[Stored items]
Segment Open

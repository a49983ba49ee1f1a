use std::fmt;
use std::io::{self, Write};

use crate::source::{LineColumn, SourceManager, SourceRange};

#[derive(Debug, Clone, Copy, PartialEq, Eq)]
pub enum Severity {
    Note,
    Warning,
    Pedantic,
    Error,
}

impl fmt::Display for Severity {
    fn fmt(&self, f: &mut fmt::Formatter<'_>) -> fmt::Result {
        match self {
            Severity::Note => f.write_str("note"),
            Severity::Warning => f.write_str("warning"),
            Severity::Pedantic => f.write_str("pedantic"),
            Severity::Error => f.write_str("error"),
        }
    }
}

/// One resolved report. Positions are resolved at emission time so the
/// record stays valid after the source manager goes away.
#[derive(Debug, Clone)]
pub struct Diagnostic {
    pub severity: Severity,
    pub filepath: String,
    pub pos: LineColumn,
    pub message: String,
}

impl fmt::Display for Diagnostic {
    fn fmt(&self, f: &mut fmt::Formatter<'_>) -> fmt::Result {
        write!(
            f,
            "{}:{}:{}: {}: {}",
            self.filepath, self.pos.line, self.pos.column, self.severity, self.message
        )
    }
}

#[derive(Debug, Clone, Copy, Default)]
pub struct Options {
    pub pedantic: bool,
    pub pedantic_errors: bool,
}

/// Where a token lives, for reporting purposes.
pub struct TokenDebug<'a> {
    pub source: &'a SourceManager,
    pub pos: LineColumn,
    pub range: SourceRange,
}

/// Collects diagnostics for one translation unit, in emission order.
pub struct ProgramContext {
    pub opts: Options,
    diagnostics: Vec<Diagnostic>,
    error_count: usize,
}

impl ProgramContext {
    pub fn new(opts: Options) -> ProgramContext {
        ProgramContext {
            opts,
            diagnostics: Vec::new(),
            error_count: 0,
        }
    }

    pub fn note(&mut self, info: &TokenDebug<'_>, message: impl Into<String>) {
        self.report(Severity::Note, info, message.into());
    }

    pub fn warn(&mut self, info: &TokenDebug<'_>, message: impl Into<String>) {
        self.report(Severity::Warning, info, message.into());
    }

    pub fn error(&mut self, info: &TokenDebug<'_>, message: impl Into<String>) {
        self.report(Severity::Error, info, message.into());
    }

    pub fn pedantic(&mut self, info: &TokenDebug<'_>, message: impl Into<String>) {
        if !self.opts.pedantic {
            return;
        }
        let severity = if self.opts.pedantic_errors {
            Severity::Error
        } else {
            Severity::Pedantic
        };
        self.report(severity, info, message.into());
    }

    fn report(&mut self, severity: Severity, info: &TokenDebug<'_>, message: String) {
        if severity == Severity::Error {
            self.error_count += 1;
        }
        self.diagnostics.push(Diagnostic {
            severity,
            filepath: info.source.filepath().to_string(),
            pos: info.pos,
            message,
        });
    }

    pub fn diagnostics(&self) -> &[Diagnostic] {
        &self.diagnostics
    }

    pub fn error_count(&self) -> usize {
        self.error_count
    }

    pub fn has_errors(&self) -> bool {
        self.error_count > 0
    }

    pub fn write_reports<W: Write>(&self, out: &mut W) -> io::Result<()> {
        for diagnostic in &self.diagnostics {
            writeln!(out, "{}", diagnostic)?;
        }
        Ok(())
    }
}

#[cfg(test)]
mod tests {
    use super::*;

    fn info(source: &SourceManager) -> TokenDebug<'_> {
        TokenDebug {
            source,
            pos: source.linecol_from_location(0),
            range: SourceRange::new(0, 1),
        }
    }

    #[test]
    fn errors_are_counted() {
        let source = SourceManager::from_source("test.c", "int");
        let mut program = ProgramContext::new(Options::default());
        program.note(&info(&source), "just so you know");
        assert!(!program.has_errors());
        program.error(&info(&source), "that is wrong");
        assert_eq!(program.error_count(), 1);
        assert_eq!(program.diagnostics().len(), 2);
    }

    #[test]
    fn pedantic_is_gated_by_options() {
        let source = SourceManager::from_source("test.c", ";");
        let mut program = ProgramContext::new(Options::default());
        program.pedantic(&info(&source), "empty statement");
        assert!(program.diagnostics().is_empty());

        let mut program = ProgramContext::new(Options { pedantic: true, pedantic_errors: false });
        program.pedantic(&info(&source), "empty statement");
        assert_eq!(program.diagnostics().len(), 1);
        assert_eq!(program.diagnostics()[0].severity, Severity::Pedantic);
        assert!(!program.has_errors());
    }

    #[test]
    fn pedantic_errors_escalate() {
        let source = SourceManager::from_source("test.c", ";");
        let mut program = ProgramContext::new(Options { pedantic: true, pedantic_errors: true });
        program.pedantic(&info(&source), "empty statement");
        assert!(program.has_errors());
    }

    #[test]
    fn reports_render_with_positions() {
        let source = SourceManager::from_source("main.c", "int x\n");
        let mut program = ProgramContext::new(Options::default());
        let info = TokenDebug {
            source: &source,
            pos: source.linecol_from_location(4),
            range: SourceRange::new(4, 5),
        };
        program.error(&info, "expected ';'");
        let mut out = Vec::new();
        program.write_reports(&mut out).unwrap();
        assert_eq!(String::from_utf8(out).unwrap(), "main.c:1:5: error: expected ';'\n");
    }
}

Segment Closed

Assignment: Keeping each line exactly as it is, retype all of the data.

Task answer:
repository a49983ba49ee1f1a
use std::fmt;
use std::io::{self, Write};

use crate::source::{LineColumn, SourceManager, SourceRange};

#[derive(Debug, Clone, Copy, PartialEq, Eq)]
pub enum Severity {
    Note,
    Warning,
    Pedantic,
    Error,
}

impl fmt::Display for Severity {
    fn fmt(&self, f: &mut fmt::Formatter<'_>) -> fmt::Result {
        match self {
            Severity::Note => f.write_str("note"),
            Severity::Warning => f.write_str("warning"),
            Severity::Pedantic => f.write_str("pedantic"),
            Severity::Error => f.write_str("error"),
        }
    }
}

/// One resolved report. Positions are resolved at emission time so the
/// record stays valid after the source manager goes away.
#[derive(Debug, Clone)]
pub struct Diagnostic {
    pub severity: Severity,
    pub filepath: String,
    pub pos: LineColumn,
    pub message: String,
}

impl fmt::Display for Diagnostic {
    fn fmt(&self, f: &mut fmt::Formatter<'_>) -> fmt::Result {
        write!(
            f,
            "{}:{}:{}: {}: {}",
            self.filepath, self.pos.line, self.pos.column, self.severity, self.message
        )
    }
}

#[derive(Debug, Clone, Copy, Default)]
pub struct Options {
    pub pedantic: bool,
    pub pedantic_errors: bool,
}

/// Where a token lives, for reporting purposes.
pub struct TokenDebug<'a> {
    pub source: &'a SourceManager,
    pub pos: LineColumn,
    pub range: SourceRange,
}

/// Collects diagnostics for one translation unit, in emission order.
pub struct ProgramContext {
    pub opts: Options,
    diagnostics: Vec<Diagnostic>,
    error_count: usize,
}

impl ProgramContext {
    pub fn new(opts: Options) -> ProgramContext {
        ProgramContext {
            opts,
            diagnostics: Vec::new(),
            error_count: 0,
        }
    }

    pub fn note(&mut self, info: &TokenDebug<'_>, message: impl Into<String>) {
        self.report(Severity::Note, info, message.into());
    }

    pub fn warn(&mut self, info: &TokenDebug<'_>, message: impl Into<String>) {
        self.report(Severity::Warning, info, message.into());
    }

    pub fn error(&mut self, info: &TokenDebug<'_>, message: impl Into<String>) {
        self.report(Severity::Error, info, message.into());
    }

    pub fn pedantic(&mut self, info: &TokenDebug<'_>, message: impl Into<String>) {
        if !self.opts.pedantic {
            return;
        }
        let severity = if self.opts.pedantic_errors {
            Severity::Error
        } else {
            Severity::Pedantic
        };
        self.report(severity, info, message.into());
    }

    fn report(&mut self, severity: Severity, info: &TokenDebug<'_>, message: String) {
        if severity == Severity::Error {
            self.error_count += 1;
        }
        self.diagnostics.push(Diagnostic {
            severity,
            filepath: info.source.filepath().to_string(),
            pos: info.pos,
            message,
        });
    }

    pub fn diagnostics(&self) -> &[Diagnostic] {
        &self.diagnostics
    }

    pub fn error_count(&self) -> usize {
        self.error_count
    }

    pub fn has_errors(&self) -> bool {
        self.error_count > 0
    }

    pub fn write_reports<W: Write>(&self, out: &mut W) -> io::Result<()> {
        for diagnostic in &self.diagnostics {
            writeln!(out, "{}", diagnostic)?;
        }
        Ok(())
    }
}

#[cfg(test)]
mod tests {
    use super::*;

    fn info(source: &SourceManager) -> TokenDebug<'_> {
        TokenDebug {
            source,
            pos: source.linecol_from_location(0),
            range: SourceRange::new(0, 1),
        }
    }

    #[test]
    fn errors_are_counted() {
        let source = SourceManager::from_source("test.c", "int");
        let mut program = ProgramContext::new(Options::default());
        program.note(&info(&source), "just so you know");
        assert!(!program.has_errors());
        program.error(&info(&source), "that is wrong");
        assert_eq!(program.error_count(), 1);
        assert_eq!(program.diagnostics().len(), 2);
    }

    #[test]
    fn pedantic_is_gated_by_options() {
        let source = SourceManager::from_source("test.c", ";");
        let mut program = ProgramContext::new(Options::default());
        program.pedantic(&info(&source), "empty statement");
        assert!(program.diagnostics().is_empty());

        let mut program = ProgramContext::new(Options { pedantic: true, pedantic_errors: false });
        program.pedantic(&info(&source), "empty statement");
        assert_eq!(program.diagnostics().len(), 1);
        assert_eq!(program.diagnostics()[0].severity, Severity::Pedantic);
        assert!(!program.has_errors());
    }

    #[test]
    fn pedantic_errors_escalate() {
        let source = SourceManager::from_source("test.c", ";");
        let mut program = ProgramContext::new(Options { pedantic: true, pedantic_errors: true });
        program.pedantic(&info(&source), "empty statement");
        assert!(program.has_errors());
    }

    #[test]
    fn reports_render_with_positions() {
        let source = SourceManager::from_source("main.c", "int x\n");
        let mut program = ProgramContext::new(Options::default());
        let info = TokenDebug {
            source: &source,
            pos: source.linecol_from_location(4),
            range: SourceRange::new(4, 5),
        };
        program.error(&info, "expected ';'");
        let mut out = Vec::new();
        program.write_reports(&mut out).unwrap();
        assert_eq!(String::from_utf8(out).unwrap(), "main.c:1:5: error: expected ';'\n");
    }
}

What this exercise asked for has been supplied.